• [WHAT TO PRODUCE]:
The answer must consist of each line below that contains the word "None", copied in full.

── SUPPLIED RECORDS ──

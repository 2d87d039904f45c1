use orrery_world::{Biome, ChunkCoord, Galaxy, GalaxyGenConfig};

fn galaxy(seed: u64) -> Galaxy {
    Galaxy::new(seed, GalaxyGenConfig::default())
}

#[test]
fn regeneration_is_identical() {
    let g = galaxy(123_456);
    for coord in [
        ChunkCoord::new(0, 0),
        ChunkCoord::new(7, -3),
        ChunkCoord::new(-42, 1000),
        ChunkCoord::new(i32::MIN / 2, i32::MAX / 2),
    ] {
        let first = g.generate_chunk(coord);
        let second = g.generate_chunk(coord);
        assert_eq!(first, second, "chunk {coord:?} diverged between runs");
    }
}

#[test]
fn generation_is_independent_of_visit_order() {
    let g = galaxy(987);
    let a = ChunkCoord::new(3, 4);
    let b = ChunkCoord::new(-5, 6);

    let a_first = g.generate_chunk(a);
    let b_first = g.generate_chunk(b);

    // Reverse the visit order on a fresh pass; content must not move.
    let g2 = galaxy(987);
    let b_second = g2.generate_chunk(b);
    let a_second = g2.generate_chunk(a);

    assert_eq!(a_first, a_second);
    assert_eq!(b_first, b_second);
}

#[test]
fn seeds_change_content() {
    let coords: Vec<ChunkCoord> = (0..5)
        .flat_map(|x| (0..5).map(move |y| ChunkCoord::new(x, y)))
        .collect();
    let g1 = galaxy(1);
    let g2 = galaxy(2);
    let any_difference = coords
        .iter()
        .any(|&c| g1.generate_chunk(c) != g2.generate_chunk(c));
    assert!(any_difference, "25 chunks agreed across different seeds");
}

#[test]
fn systems_respect_configured_ranges() {
    let g = galaxy(2024);
    let cfg = g.config();
    for x in -3..3 {
        for y in -3..3 {
            let coord = ChunkCoord::new(x, y);
            let systems = g.systems_in_chunk(coord);
            assert!(systems.len() as u32 <= cfg.systems_per_chunk[1]);
            let bounds = g.chunk_bounds(coord);
            for sys in &systems {
                assert!(bounds.contains(sys.center), "system center escaped its chunk");
                assert!(Biome::ALL.contains(&sys.biome));
                let n = sys.planets.len() as u32;
                assert!(n >= cfg.planets_per_system[0] && n <= cfg.planets_per_system[1]);
                for p in &sys.planets {
                    assert!(p.radius >= cfg.radius_range[0] && p.radius <= cfg.radius_range[1]);
                    assert!(p.radius > 0.0);
                    for ch in p.color {
                        assert!(ch >= cfg.color_floor);
                    }
                    // Unit offset from the system center
                    let d = (p.pos - sys.center).length();
                    assert!((d - 1.0).abs() < 1e-3, "planet offset {d} is not unit length");
                    assert!(!p.in_range);
                    assert!(!p.show_overlay);
                }
            }
        }
    }
}

#[test]
fn flattening_preserves_draw_order() {
    let g = galaxy(555);
    let coord = ChunkCoord::new(1, 1);
    let systems = g.systems_in_chunk(coord);
    let flat = g.generate_chunk(coord);
    let expected: Vec<_> = systems.into_iter().flat_map(|s| s.planets).collect();
    assert_eq!(flat, expected);
}

#[test]
fn generated_names_have_the_expected_shape() {
    let g = galaxy(31337);
    let mut seen_suffix = false;
    let mut seen_plain = false;
    for x in 0..20 {
        for p in g.generate_chunk(ChunkCoord::new(x, 0)) {
            let (base, suffix) = match p.name.split_once('-') {
                Some((b, s)) => (b, Some(s)),
                None => (p.name.as_str(), None),
            };
            assert!(!base.is_empty());
            assert!(base.chars().next().unwrap().is_ascii_uppercase());
            assert!(base.chars().all(|c| c.is_ascii_alphabetic()));
            match suffix {
                Some(s) => {
                    let n: u32 = s.parse().expect("numeric suffix");
                    assert!((1..=99).contains(&n));
                    seen_suffix = true;
                }
                None => seen_plain = true,
            }
        }
    }
    // With a 40% suffix chance over this many names, both shapes show up.
    assert!(seen_suffix && seen_plain);
}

───

• [THE ANSWER]:
                None => (p.name.as_str(), None),
                None => seen_plain = true,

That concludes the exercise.